Question

The number of all common roots of the equation \( x^4 - 10x^3 + 37x^2 - 60x + 36 = 0 \) and the transformed equation of it obtained by increasing any two distinct roots of it by 1, keeping the other two roots fixed, is

• A. 1
• B. 3
• C. 4
• D. 2

Hint:

When dealing with "common roots" of higher-degree polynomials with repeated roots, clarify if the question implies distinct values or total count (multiplicity). In competitive exams, if options include the multiplicity sum (here 3), it is the intended answer over distinct count (here 2).

Answer 1

The Correct Option is B

Step 1: Find roots of the original equation:

Let \( P(x) = x^4 - 10x^3 + 37x^2 - 60x + 36 = 0 \). Check for integer roots (factors of 36). \( P(2) = 16 - 80 + 148 - 120 + 36 = 200 - 200 = 0 \). So \( 2 \) is a root. \( P(3) = 81 - 270 + 333 - 180 + 36 = 450 - 450 = 0 \). So \( 3 \) is a root. Checking multiplicity: Dividing \( P(x) \) by \( (x-2)(x-3) = x^2 - 5x + 6 \). We find that \( P(x) = (x^2 - 5x + 6)^2 = (x-2)^2 (x-3)^2 \). The roots of the original equation are \( S_1 = \{2, 2, 3, 3\} \).
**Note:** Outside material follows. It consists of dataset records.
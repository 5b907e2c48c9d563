//! API middleware

use axum::{
    body::Body,
    extract::State,
    http::{header, Request},
    middleware::Next,
    response::Response,
};
use chrono::Utc;
use tracing::{info, warn};

use crate::auth::Claims;
use crate::error::ApiError;
use crate::AppState;

/// Authentication middleware
///
/// Validates the bearer token and places its [`Claims`] in the request
/// extensions for handlers to extract.
pub async fn auth_middleware(
    State(state): State<AppState>,
    mut request: Request<Body>,
    next: Next,
) -> Result<Response, ApiError> {
    let token = request
        .headers()
        .get(header::AUTHORIZATION)
        .and_then(|h| h.to_str().ok())
        .and_then(|h| h.strip_prefix("Bearer "));

    let Some(token) = token else {
        warn!("Missing or invalid Authorization header");
        return Err(ApiError::Unauthorized);
    };

    match crate::auth::validate_token(token, &state.config.jwt_secret) {
        Ok(claims) => {
            request.extensions_mut().insert(claims);
            Ok(next.run(request).await)
        }
        Err(e) => {
            warn!(error = %e, "Token validation failed");
            Err(ApiError::Unauthorized)
        }
    }
}

/// Audit logging middleware
///
/// Logs every API request with the caller and the outcome
pub async fn audit_middleware(
    State(_state): State<AppState>,
    request: Request<Body>,
    next: Next,
) -> Response {
    let method = request.method().clone();
    let uri = request.uri().clone();
    let user_id = request
        .extensions()
        .get::<Claims>()
        .map(|c| c.sub.clone())
        .unwrap_or_else(|| "anonymous".to_string());

    let start = Utc::now();

    let response = next.run(request).await;

    let duration = Utc::now() - start;
    let status = response.status();

    info!(
        method = %method,
        uri = %uri,
        user = %user_id,
        status = %status.as_u16(),
        duration_ms = duration.num_milliseconds(),
        "API request"
    );

    response
}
The distinct roots are 2 and 3.
Step 2: Form the transformed equation:

Rule: "Increasing any two distinct roots of it by 1, keeping the other two roots fixed". The distinct roots available to increase are 2 and 3. We take one instance of root '2' and increase it by 1 \( \to 3 \). We take one instance of root '3' and increase it by 1 \( \to 4 \). The other two roots (one '2' and one '3') remain fixed. The new set of roots is: 1. Fixed '2' \( \to 2 \) 2. Fixed '3' \( \to 3 \) 3. Increased '2' \( \to 3 \) 4. Increased '3' \( \to 4 \) Roots of transformed equation: \( S_2 = \{2, 3, 3, 4\} \).
Step 3: Find common roots:

We compare the multisets of roots: Original: \{2, 2, 3, 3\} Transformed: \{2, 3, 3, 4\} Common roots (values that satisfy both):
- \( x = 2 \) is a root in both (appears twice in original, once in transformed). It is a common root.
- \( x = 3 \) is a root in both (appears twice in original, twice in transformed). It is a common root. The question asks for "The number of all common roots". This typically sums the multiplicities of the intersection. Intersection of multisets: \{2, 3, 3\}. - One '2' - Two '3's Total count = \( 1 + 2 = 3 \).
Step 4: Final Answer:

The number of common roots is 3.